The In-House Cost: What the Research Shows

Three peer-reviewed studies form the most reliable quantitative picture of systematic review cost and time. Each measures something different, and understanding what each measures matters for applying the figures correctly.

Michelson and Reuter (2019). This study calculated that each systematic review costs approximately $141,194.80, derived from $82,090 per researcher-year multiplied by 1.72 scientist-years of effort. The authors disclosed that the study was supported by a corporation with a commercial interest in reducing systematic review workloads, and this potential conflict of interest should be noted when citing the figure. The study analyzed data from ten large pharmaceutical companies and ten major academic institutions. At those organizations, the average annual systematic review output was 118.71 reviews for pharma companies and 132.16 reviews for academic institutions, representing total annual systematic review expenditure of approximately $16.76 million and $18.66 million, respectively.

Borah et al. (2017).
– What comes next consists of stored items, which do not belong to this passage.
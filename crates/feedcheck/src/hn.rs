//! Hacker News collaborators backed by the public Firebase API.
//!
//! - [`HnItemLookup`]: `GET {base}/item/{id}.json`, reading the `time` field.
//! - [`HnListingDriver`]: pages the `GET {base}/newstories.json` id list
//!   [`HN_PAGE_SIZE`] at a time, fetching each item to rebuild the listing's
//!   inline `"<iso> <epoch>"` age attribute.

use crate::driver::{PageDriver, PageItem};
use crate::lookup::{ItemLookup, LookupResponse};
use crate::result::{FeedcheckError, FeedcheckResult};
use async_trait::async_trait;
use futures::future::join_all;
use serde::Deserialize;
use std::time::Duration;
use tracing::{debug, warn};

/// Public API root
pub const HN_API_BASE: &str = "https://hacker-news.firebaseio.com/v0";

/// Items per listing page on the site
pub const HN_PAGE_SIZE: usize = 30;

/// Per-request timeout
pub const HN_REQUEST_TIMEOUT_SECS: u64 = 15;

/// Item fields the pipeline reads
#[derive(Debug, Clone, Default, Deserialize)]
pub struct HnItem {
    /// Item id
    pub id: u64,
    /// Creation time, epoch seconds
    #[serde(default)]
    pub time: Option<i64>,
    /// Story title
    #[serde(default)]
    pub title: Option<String>,
}

fn build_client() -> reqwest::Client {
    client_or_default(
        reqwest::Client::builder()
            .timeout(Duration::from_secs(HN_REQUEST_TIMEOUT_SECS))
            .user_agent(concat!("feedcheck/", env!("CARGO_PKG_VERSION")))
            .build(),
    )
}

/// Built client, or a default one (no request timeout, stock user agent)
fn client_or_default(built: reqwest::Result<reqwest::Client>) -> reqwest::Client {
    built.unwrap_or_else(|e| {
        warn!(error = %e, "HTTP client builder failed, falling back to defaults");
        reqwest::Client::new()
    })
}

/// URL of item `id` under `base`
#[must_use]
pub fn item_url(base: &str, id: &str) -> String {
    format!("{}/item/{}.json", base.trim_end_matches('/'), id.trim())
}

/// Classify an item response body
#[must_use]
pub fn parse_item_body(status: u16, body: &str) -> LookupResponse {
    if !(200..300).contains(&status) {
        return LookupResponse::status(status);
    }
    match serde_json::from_str::<Option<HnItem>>(body) {
        Ok(Some(item)) => match item.time {
            Some(time) => LookupResponse::found(time),
            None => LookupResponse::without_time(),
        },
        // The API answers `null` for unknown ids
        Ok(None) => LookupResponse::status(404),
        Err(e) => LookupResponse {
            error: Some(format!("invalid item body: {e}")),
            ..LookupResponse::without_time()
        },
    }
}

/// Listing attribute in the site's `"<iso> <epoch>"` form
#[must_use]
pub fn timestamp_attr(epoch_seconds: i64) -> Option<String> {
    chrono::DateTime::from_timestamp(epoch_seconds, 0)
        .map(|dt| format!("{} {epoch_seconds}", dt.format("%Y-%m-%dT%H:%M:%S")))
}

// =============================================================================
// ITEM LOOKUP
// =============================================================================

/// Remote item lookup against the Hacker News API
#[derive(Debug, Clone)]
pub struct HnItemLookup {
    base_url: String,
    client: reqwest::Client,
}

impl Default for HnItemLookup {
    fn default() -> Self {
        Self::new(HN_API_BASE)
    }
}

impl HnItemLookup {
    /// Lookup against `base_url`
    #[must_use]
    pub fn new(base_url: impl Into<String>) -> Self {
        Self::with_client(base_url, build_client())
    }

    /// Lookup with a custom reqwest client
    #[must_use]
    pub fn with_client(base_url: impl Into<String>, client: reqwest::Client) -> Self {
        Self {
            base_url: base_url.into().trim_end_matches('/').to_string(),
            client,
        }
    }

    /// API root
    #[must_use]
    pub fn base_url(&self) -> &str {
        &self.base_url
    }
}

#[async_trait]
impl ItemLookup for HnItemLookup {
    async fn fetch_item(&self, id: &str) -> LookupResponse {
        let url = item_url(&self.base_url, id);
        let resp = match self.client.get(&url).send().await {
            Ok(resp) => resp,
            Err(e) => return LookupResponse::network_error(e.to_string()),
        };
        let status = resp.status().as_u16();
        match resp.text().await {
            Ok(body) => parse_item_body(status, &body),
            Err(e) => LookupResponse::network_error(e.to_string()),
        }
    }
}

// =============================================================================
// LISTING DRIVER
// =============================================================================

/// Listing driver paging the `newstories` id list
#[derive(Debug)]
pub struct HnListingDriver {
    base_url: String,
    client: reqwest::Client,
    page_size: usize,
    page: usize,
    ids: Option<Vec<u64>>,
    cache: Option<(usize, Vec<PageItem>)>,
}

impl Default for HnListingDriver {
    fn default() -> Self {
        Self::new(HN_API_BASE)
    }
}

impl HnListingDriver {
    /// Driver against `base_url`
    #[must_use]
    pub fn new(base_url: impl Into<String>) -> Self {
        Self {
            base_url: base_url.into().trim_end_matches('/').to_string(),
            client: build_client(),
            page_size: HN_PAGE_SIZE,
            page: 0,
            ids: None,
            cache: None,
        }
    }

    async fn ids(&mut self) -> FeedcheckResult<&[u64]> {
        if self.ids.is_none() {
            let url = format!("{}/newstories.json", self.base_url);
            let resp = self
                .client
                .get(&url)
                .send()
                .await
                .map_err(|e| FeedcheckError::driver(format!("{url}: {e}")))?;
            if !resp.status().is_success() {
                return Err(FeedcheckError::driver(format!(
                    "{url}: HTTP {}",
                    resp.status().as_u16()
                )));
            }
            let ids: Vec<u64> = resp
                .json()
                .await
                .map_err(|e| FeedcheckError::driver(format!("{url}: {e}")))?;
            debug!(count = ids.len(), "newstories id list loaded");
            self.ids = Some(ids);
        }
        Ok(self.ids.as_deref().unwrap_or_default())
    }

    async fn fetch_listing_item(&self, id: u64) -> PageItem {
        let url = item_url(&self.base_url, &id.to_string());
        let item = match self.client.get(&url).send().await {
            Ok(resp) if resp.status().is_success() => {
                resp.json::<Option<HnItem>>().await.ok().flatten()
            }
            Ok(resp) => {
                debug!(id, status = resp.status().as_u16(), "listing item unavailable");
                None
            }
            Err(e) => {
                warn!(id, error = %e, "listing item fetch failed");
                None
            }
        };
        let item = item.unwrap_or_default();
        PageItem::new(
            id.to_string(),
            item.title.unwrap_or_default(),
            item.time.and_then(timestamp_attr),
        )
    }
}

/// Slice of `ids` shown on 0-based `page`
#[must_use]
pub fn page_slice(ids: &[u64], page: usize, page_size: usize) -> &[u64] {
    let start = page.saturating_mul(page_size).min(ids.len());
    let end = start.saturating_add(page_size).min(ids.len());
    &ids[start..end]
}

#[async_trait]
impl PageDriver for HnListingDriver {
    async fn list_current_page_items(&mut self) -> FeedcheckResult<Vec<PageItem>> {
        if let Some((page, items)) = &self.cache {
            if *page == self.page {
                return Ok(items.clone());
            }
        }
        let (page, page_size) = (self.page, self.page_size);
        let slice = page_slice(self.ids().await?, page, page_size).to_vec();
        let items = join_all(slice.into_iter().map(|id| self.fetch_listing_item(id))).await;
        self.cache = Some((page, items.clone()));
        Ok(items)
    }

    async fn has_next_page_control(&mut self) -> FeedcheckResult<bool> {
        let next_start = (self.page + 1).saturating_mul(self.page_size);
        Ok(next_start < self.ids().await?.len())
    }

    async fn activate_next_page_control(&mut self) -> FeedcheckResult<()> {
        if !self.has_next_page_control().await? {
            return Err(FeedcheckError::driver("no more pages in newstories"));
        }
        self.page += 1;
        Ok(())
    }

    async fn wait_for_page_transition(&mut self, _timeout: Duration) -> FeedcheckResult<()> {
        Ok(())
    }

    fn is_remote(&self) -> bool {
        true
    }
}
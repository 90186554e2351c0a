//! # Custom Listener Example
//!
//! Shows how to implement a [`Listener`] that keeps its own state, next to the built-in
//! [`LogWriter`], and how a failing listener ends the receive loop.
//!
//! ## Run
//! ```bash
//! cargo run --example custom_listener --features logging
//! ```

use std::sync::atomic::{AtomicU64, Ordering};
use std::sync::Arc;

use sigdispatch::{args, Args, Dispatcher, Listener, ListenerError, LogWriter};

struct Stats {
    count: AtomicU64,
    sum: AtomicU64,
}

impl Stats {
    fn new() -> Self {
        Self {
            count: AtomicU64::new(0),
            sum: AtomicU64::new(0),
        }
    }

    fn print(&self) {
        println!();
        println!("Stats:");
        println!(" ├─► Events: {}", self.count.load(Ordering::Relaxed));
        println!(" └─► Sum:    {}", self.sum.load(Ordering::Relaxed));
    }
}

struct StatsListener(Arc<Stats>);

impl Listener for StatsListener {
    fn on_event(&self, args: &Args) -> Result<(), ListenerError> {
        let n = args
            .get(0)
            .and_then(|v| v.as_u64())
            .ok_or("expected an unsigned number")?;
        self.0.count.fetch_add(1, Ordering::Relaxed);
        self.0.sum.fetch_add(n, Ordering::Relaxed);
        Ok(())
    }

    fn name(&self) -> &'static str {
        "stats"
    }
}

fn main() -> Result<(), Box<dyn std::error::Error>> {
    let Dispatcher { sender, mut receiver } = Dispatcher::new();
    let stats = Arc::new(Stats::new());

    receiver.connect_listener("value", LogWriter::labeled("value"));
    receiver.connect_listener("value", StatsListener(Arc::clone(&stats)));

    for v in [43, 54, 87] {
        sender.fire("value", args![v])?;
    }
    sender.close()?;
    receiver.handle_until_closed(None)?;
    stats.print();

    // A listener error is not isolated: it ends the loop.
    let Dispatcher { sender, mut receiver } = Dispatcher::new();
    receiver.connect_listener("value", StatsListener(Arc::clone(&stats)));
    sender.fire("value", args!["not a number"])?;
    sender.close()?;
    match receiver.handle_until_closed(None) {
        Err(e) => println!("\nloop ended: [{}] {}", e.as_label(), e.as_message()),
        Ok(()) => println!("\nloop ended normally"),
    }
    Ok(())
}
This study analyzed 195 PROSPERO-registered systematic reviews and measured the time from registration to publication. The mean was 67.3 weeks, with an interquartile range of 42 weeks, meaning half of the completed reviews fell within a 42-week window on either side of the mean. The mean team size was five researchers, with a standard deviation of three. Funded reviews took longer to complete and publish than unfunded reviews (mean 42 weeks vs 26 weeks after registration), reflecting that funded reviews are typically larger in scope and more rigorous in methodology.

Allen and Olkin (1999). This is the most granular time-investment breakdown available in the peer-reviewed literature. The study analyzed 37 meta-analyses conducted by MetaWorks, a fee-for-service meta-analysis firm, and reported a mean of 1,139 hours per review (median: 1,110; range: 216 to 2,518). The hours distributed as follows: search, retrieval, and database development consumed 588 hours (52 percent); statistical analysis consumed 144 hours (13 percent); report and manuscript writing consumed 206 hours (18 percent); and administrative tasks consumed 201 hours (17 percent). Because this data comes from a professional firm rather than academic teams, the figures likely represent efficient professional workflows rather than typical academic practice.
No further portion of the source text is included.